Miranda Hamilton
A spinning top must always fall eventually.
Miranda started her career as a spin doctor for the Wigs, working her way up through the ranks, learning how to lock skeletons in closets they could never emerge from. She also discovered the charm needed to succeed in politics, and when to use it. That part always came harder to her.
She wanted the Wigs to succeed, but she knew that the party’s current achievements were built on a foundation of undesirable money. Money from companies influencing government policy, money from foreign governments, money from groups linked to crime and unethical activities. The public couldn’t know. What they didn’t know couldn’t hurt them.

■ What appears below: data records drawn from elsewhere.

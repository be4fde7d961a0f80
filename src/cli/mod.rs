mod args;
mod output;

pub(crate) use args::{CliArgs, Command, OutputFormat, parse_cli};
pub(crate) use output::{print_json, print_plain};
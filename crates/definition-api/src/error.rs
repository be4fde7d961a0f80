use thiserror::Error;

use crate::definition::DefinitionKind;

/// Errors raised while turning an attribute record into a [`Definition`](crate::Definition).
#[derive(Debug, Error, Clone, PartialEq, Eq)]
pub enum BuildError {
    /// No builder is registered for the record's `type`.
    #[error("unknown {kind} type \"{type_name}\"")]
    UnknownType {
        kind: DefinitionKind,
        type_name: String,
    },

    /// The record has no usable `type` attribute.
    #[error("the {kind} definition has no \"type\" attribute")]
    MissingType { kind: DefinitionKind },

    /// A builder requires an attribute the record does not provide.
    #[error("missing required attribute \"{attribute}\"")]
    MissingAttribute { attribute: &'static str },

    /// A builder rejected the value of an attribute.
    #[error("invalid value for attribute \"{attribute}\": {reason}")]
    InvalidAttribute {
        attribute: String,
        reason: String,
    },
}

impl BuildError {
    pub fn unknown_type(kind: DefinitionKind, type_name: impl Into<String>) -> Self {
        Self::UnknownType {
            kind,
            type_name: type_name.into(),
        }
    }

    pub fn invalid_attribute(attribute: impl Into<String>, reason: impl Into<String>) -> Self {
        Self::InvalidAttribute {
            attribute: attribute.into(),
            reason: reason.into(),
        }
    }
}
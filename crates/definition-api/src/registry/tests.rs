use serde_yaml::{Mapping, Value};

use super::*;
use crate::{BuildError, Configuration, Definition, DefinitionKind};

fn record(pairs: &[(&str, &str)]) -> Mapping {
    let mut mapping = Mapping::new();
    for (key, value) in pairs {
        mapping.insert(Value::from(*key), Value::from(*value));
    }
    mapping
}

struct UppercaseBuilder;

impl KindBuilder for UppercaseBuilder {
    fn kind(&self) -> &'static str {
        "memory"
    }

    fn build(
        &self,
        _configuration: &Configuration,
        attributes: Mapping,
    ) -> Result<Definition, BuildError> {
        let name = attributes
            .get("name")
            .and_then(Value::as_str)
            .unwrap_or_default()
            .to_uppercase();
        Ok(Definition::new(name, "memory", attributes))
    }
}

#[test]
fn register_replaces_existing_kind_in_place() {
    let mut registry = KindRegistry::empty();
    registry.register(AttributeBuilder::new("memory"));
    registry.register(AttributeBuilder::new("xliff"));
    registry.register(UppercaseBuilder);

    assert_eq!(registry.len(), 2);
    assert_eq!(registry.kinds().collect::<Vec<_>>(), vec!["memory", "xliff"]);

    let built = registry
        .builder("memory")
        .expect("memory builder")
        .build(&Configuration::new(), record(&[("name", "lower")]))
        .expect("built");
    assert_eq!(built.name(), "LOWER");
}

#[test]
fn lookup_of_unregistered_kind_returns_none() {
    let registry = KindRegistry::empty();
    assert!(registry.is_empty());
    assert!(registry.builder("memory").is_none());
    assert!(!registry.contains("memory"));
}

#[test]
fn definition_builder_dispatches_on_type() {
    let mut builder = DefinitionBuilder::default();
    builder.register_dictionary(AttributeBuilder::new("memory"));
    builder.register_job(AttributeBuilder::new("copy"));

    let configuration = Configuration::new();
    let dictionary = builder
        .build_dictionary(&configuration, record(&[("name", "d"), ("type", "memory")]))
        .expect("dictionary");
    let job = builder
        .build_job(&configuration, record(&[("name", "j"), ("type", "copy")]))
        .expect("job");

    assert_eq!(dictionary.name(), "d");
    assert_eq!(dictionary.kind(), "memory");
    assert_eq!(job.name(), "j");
    assert_eq!(job.kind(), "copy");
}

#[test]
fn unknown_type_is_reported_per_family() {
    let mut builder = DefinitionBuilder::default();
    builder.register_dictionary(AttributeBuilder::new("copy"));

    let err = builder
        .build_job(&Configuration::new(), record(&[("name", "j"), ("type", "copy")]))
        .unwrap_err();

    assert_eq!(err, BuildError::unknown_type(DefinitionKind::Job, "copy"));
    assert_eq!(err.to_string(), "unknown job type \"copy\"");
}

#[test]
fn missing_type_is_reported() {
    let builder = DefinitionBuilder::default();
    let err = builder
        .build_dictionary(&Configuration::new(), record(&[("name", "d")]))
        .unwrap_err();
    assert_eq!(
        err,
        BuildError::MissingType {
            kind: DefinitionKind::Dictionary
        }
    );
}

#[test]
fn attribute_builder_checks_required_attributes() {
    let builder = AttributeBuilder::new("xliff").requiring(&["source_language", "target_language"]);

    let err = builder
        .build(
            &Configuration::new(),
            record(&[("name", "d"), ("type", "xliff"), ("source_language", "en")]),
        )
        .unwrap_err();
    assert_eq!(
        err,
        BuildError::MissingAttribute {
            attribute: "target_language"
        }
    );

    let definition = builder
        .build(
            &Configuration::new(),
            record(&[
                ("name", "d"),
                ("type", "xliff"),
                ("source_language", "en"),
                ("target_language", "de"),
            ]),
        )
        .expect("definition");
    assert_eq!(definition.str_attribute("target_language"), Some("de"));
}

It wasn’t too hard to twist the King’s arm enough to make him shut down parliament at the crucial moment before the Campaign Finance Reform Bill passed. Just for a few weeks, so the bill would die out, the public would be distracted, and Miranda could focus on the next problems in the political circus. It was a shame that the King had to step down, but he was collateral damage.
Miranda’s resignation came soon after her final visit to the Gazette, before the details of their latest meeting had been published. She knew she had incriminated herself. But at least she could go with some dignity.
That dignity was soon stripped from her by a lengthy public inquiry into her wrongdoings. Her contacts were too good – she knew too much – and she couldn’t resist showing off by boasting about her achievements. Illegally obtaining private information about her competitors and leaking it to the press, combined with blackmailing the King into proroguing parliament, landed her a lengthy jail sentence, which she spent writing a memoir. The book was a bestseller, but Miranda Hamilton went down in history as one of the most despised politicians of all time.